Great news! Multiverse Computing LLC is currently hiring and seeking a AI Evaluation Data Scientist (Fixed term contract) to join their team. Feel free to download the job details.
Wait no longer! Are you also interested in exploring similar jobs? Search now: AI Evaluation Data Scientist (Fixed term contract) Jobs Barcelona.
An organization's rules and standards set how people should be treated in the office and how different situations should be handled. The work culture at Multiverse Computing LLC adheres to the cultural norms as outlined by Expertini.

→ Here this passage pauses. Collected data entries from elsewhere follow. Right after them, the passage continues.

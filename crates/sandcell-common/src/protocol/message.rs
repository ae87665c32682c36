//! Wire messages exchanged over a sandcell connection.
//!
//! Every message is a single ASCII line:
//!
//! | Message | Meaning |
//! |---------|---------|
//! | `<clientId>-<identifier>` | fetch the record `identifier` from the client's store |
//! | `delete-<identifier>-<kindTag>` | drop a record the server wrote earlier |
//!
//! The server only ever answers with a bare identifier line.

use std::fmt;
use std::str::FromStr;

use serde::{Deserialize, Serialize};

use crate::protocol::error::ProtocolError;

const DELETE_PREFIX: &str = "delete-";

/// The two kinds of record a store holds.
#[derive(Debug, Clone, Copy, PartialEq, Eq, Hash, Serialize, Deserialize)]
#[serde(rename_all = "lowercase")]
pub enum RecordKind {
    Script,
    Task,
}

impl RecordKind {
    pub fn as_str(&self) -> &'static str {
        match self {
            RecordKind::Script => "script",
            RecordKind::Task => "task",
        }
    }

    /// Parses the kind tag of a delete message.
    ///
    /// Both the short tags (`script`, `task`) and the payload-field tags
    /// older peers send (`sandScript`, `sandTask`) are accepted.
    pub fn from_tag(tag: &str) -> Result<Self, ProtocolError> {
        match tag {
            "script" | "sandScript" => Ok(RecordKind::Script),
            "task" | "sandTask" => Ok(RecordKind::Task),
            other => Err(ProtocolError::UnknownKindTag(other.to_string())),
        }
    }

    pub(crate) fn to_byte(self) -> u8 {
        match self {
            RecordKind::Script => 1,
            RecordKind::Task => 2,
        }
    }

    pub(crate) fn from_byte(byte: u8) -> Option<Self> {
        match byte {
            1 => Some(RecordKind::Script),
            2 => Some(RecordKind::Task),
            _ => None,
        }
    }
}

impl fmt::Display for RecordKind {
    fn fmt(&self, f: &mut fmt::Formatter<'_>) -> fmt::Result {
        f.write_str(self.as_str())
    }
}

/// A decoded wire message.
#[derive(Debug, Clone, PartialEq, Eq)]
pub enum WireMessage {
    /// Read record `id` from the store belonging to `client_id`.
    Fetch { client_id: String, id: String },
    /// Remove record `id` from the server's store.
    Delete { id: String, kind: RecordKind },
}

impl WireMessage {
    /// Parses one message line.
    ///
    /// The `delete-` literal is checked before the general case, and a
    /// fetch splits on the first `-` only, so identifiers may contain `-`.
    pub fn parse(line: &str) -> Result<Self, ProtocolError> {
        let line = line.trim_end_matches(['\r', '\n']);
        if !line.is_ascii() {
            return Err(ProtocolError::NotAscii);
        }

        if let Some(rest) = line.strip_prefix(DELETE_PREFIX) {
            let (id, tag) = rest
                .split_once('-')
                .ok_or_else(|| ProtocolError::MissingKindTag(line.to_string()))?;
            if id.is_empty() {
                return Err(ProtocolError::EmptyIdentifier(line.to_string()));
            }
            let kind = RecordKind::from_tag(tag)?;
            return Ok(WireMessage::Delete {
                id: id.to_string(),
                kind,
            });
        }

        let (client_id, id) = line
            .split_once('-')
            .ok_or_else(|| ProtocolError::MissingSeparator(line.to_string()))?;
        if client_id.is_empty() {
            return Err(ProtocolError::EmptyClientId(line.to_string()));
        }
        if id.is_empty() {
            return Err(ProtocolError::EmptyIdentifier(line.to_string()));
        }
        validate_client_id(client_id)?;

        Ok(WireMessage::Fetch {
            client_id: client_id.to_string(),
            id: id.to_string(),
        })
    }

    /// Encodes the message as a line, without the trailing newline.
    pub fn encode(&self) -> String {
        match self {
            WireMessage::Fetch { client_id, id } => format!("{client_id}-{id}"),
            WireMessage::Delete { id, kind } => format!("{DELETE_PREFIX}{id}-{kind}"),
        }
    }
}

impl FromStr for WireMessage {
    type Err = ProtocolError;

    fn from_str(s: &str) -> Result<Self, Self::Err> {
        WireMessage::parse(s)
    }
}

/// The client id becomes part of a file name, so it must not escape the
/// share directory.
fn validate_client_id(client_id: &str) -> Result<(), ProtocolError> {
    let allowed = client_id
        .bytes()
        .all(|b| b.is_ascii_alphanumeric() || b == b'_' || b == b'.');
    if !allowed || client_id == "." || client_id == ".." {
        return Err(ProtocolError::InvalidClientId(client_id.to_string()));
    }
    Ok(())
}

The fundamental ethical values are:The average salary range for a AI Evaluation Data Scientist (Fixed term contract) Jobs Spain varies, but the pay scale is rated "Standard" in Barcelona. Salary levels may vary depending on your industry, experience, and skills. It's essential to research and negotiate effectively. We advise reading the full job specification before proceeding with the application to understand the salary package.
Key qualifications for AI Evaluation Data Scientist (Fixed term contract) typically include Otros and a list of qualifications and expertise as mentioned in the job specification. Be sure to check the specific job listing for detailed requirements and qualifications.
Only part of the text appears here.